MEDICAL TOURISM SOARING
International medical tourism has become a US$60 billion industry which is growing at the galloping pace of 20% a year. Patients in Europe and North America seeking bargains or speedier treatment are travelling to countries like India, Brazil and Thailand for medicine which is as good or better than what they could afford at home. India will treat half a million overseas patients this year, for instance.
The trend has increased since the Asian currency crisis between 1997 and 2001, and 9/11, because Asians and Arabs were effectively unable to travel to the US for treatment.

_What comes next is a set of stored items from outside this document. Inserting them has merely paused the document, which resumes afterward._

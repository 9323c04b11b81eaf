//! Interactive menu.
//!
//! A simple line-oriented loop: generate the next chapter, view stats, or exit.

use anyhow::Result;
use saga_core::config::Settings;
use saga_core::models::StoryMemory;
use saga_core::ChapterReport;
use std::io::{self, BufRead, Write};

use crate::{load_seed, open_engine};

const RULE: &str = "============================================================";

pub async fn run(settings: &Settings) -> Result<()> {
    println!("{RULE}");
    println!("SAGA STORY ENGINE");
    println!("{RULE}");

    let mut engine = open_engine(settings).await?;
    let stdin = io::stdin();
    let mut lines = stdin.lock().lines();

    if !engine.has_story() {
        println!("\nNo existing story found");
        if !confirm(&mut lines, "Initialize new story? (y/n): ")? {
            println!("Exiting...");
            return Ok(());
        }
        let seed = load_seed(settings)?;
        print_initialized(engine.initialize_new_story(&seed).await?);
    }

    if let Some(memory) = engine.memory() {
        println!("\nStory: {}", memory.story_title);
        println!("Current chapter: {}", memory.current_chapter_number);
        println!("Characters: {}", memory.characters.len());
        println!("Open threads: {}", memory.open_threads().len());
    }

    loop {
        let next = engine
            .memory()
            .map(StoryMemory::next_chapter_number)
            .unwrap_or(1);
        println!("\nOptions:");
        println!("  1. Generate next chapter (Ch {next})");
        println!("  2. View story stats");
        println!("  3. Exit");

        let Some(choice) = prompt(&mut lines, "\nChoice: ")? else {
            break;
        };
        match choice.as_str() {
            "1" => match engine.generate_chapter().await {
                Ok(report) => print_report(&report),
                Err(e) => println!("\n[ERROR] {e}"),
            },
            "2" => match engine.stats() {
                Ok(stats) => {
                    println!("\n{RULE}\nSTORY STATISTICS\n{RULE}");
                    println!("{stats}");
                }
                Err(e) => println!("\n[ERROR] {e}"),
            },
            "3" => {
                println!("\nExiting...");
                break;
            }
            _ => println!("Invalid choice"),
        }
    }
    Ok(())
}

/// Read one trimmed line; `None` at end of input.
fn prompt<B: BufRead>(lines: &mut io::Lines<B>, text: &str) -> Result<Option<String>> {
    print!("{text}");
    io::stdout().flush()?;
    match lines.next() {
        Some(line) => Ok(Some(line?.trim().to_string())),
        None => Ok(None),
    }
}

fn confirm<B: BufRead>(lines: &mut io::Lines<B>, text: &str) -> Result<bool> {
    Ok(prompt(lines, text)?.is_some_and(|answer| answer.eq_ignore_ascii_case("y")))
}

pub fn print_initialized(memory: &StoryMemory) {
    println!("\n[OK] Initialized new story: {}", memory.story_title);
    println!("    - World: {}", memory.world_name);
    for character in memory.characters.values() {
        println!("    - {} ({})", character.name, character.role);
    }
    for thread in memory.plot_threads.values() {
        println!("    - Thread: {}", thread.name);
    }
}

pub fn print_report(report: &ChapterReport) {
    println!("\n[OK] Chapter {} complete!", report.chapter_number);
    println!("     Title: {}", report.title);
    println!("     Words: {}", report.word_count);
    if let Some(score) = report.quality_score {
        println!("     Quality: {score}/100 after {} revision(s)", report.revisions);
    }
    if report.violations.blocking() > 0 {
        println!(
            "     Unresolved continuity issues: {} critical, {} major",
            report.violations.critical, report.violations.major
        );
    }
    let updates = &report.updates;
    println!(
        "     Updates: {} new characters, {} threads introduced, {} resolved, {} events",
        updates.characters_added, updates.threads_introduced, updates.threads_resolved, updates.events_added
    );
    if let Some(phase) = report.arc_phase {
        println!("     Arc phase: {phase}");
    }
    println!("     File: {}", report.path.display());
}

Savvy medical administrators sensed an opportunity and stepped into the gap. In some instances, the quality of medicine is outstanding.
According to Ruben Toral, a marketing manager for a Bangkok-based hospital, the typical medical tourist is someone over 50 who wants elective surgery or a medical procedure on a budget. His hospital pays its doctors lower wages and runs a strictly cash business.
At a seminar on international medical tourism in Las Vegas earlier this month, however, some concerns about the trend emerged. In many of these countries medical liability is not well developed. Although there is little hard information, some procedures have required reparative surgery back home. A recent survey of 68 Australian plastic surgeons uncovered 100 instances of botched procedures after women took “cosmetic surgery holidays” in Thailand and Malaysia.
What does the future hold? Perhaps the globalisation of medicine, as baby boomers go abroad for their operations. an expert who predicts that insurance companies will develop products specifically for the medical tourism market and developing countries will build hospitals to capitalise on their relatively low labour costs.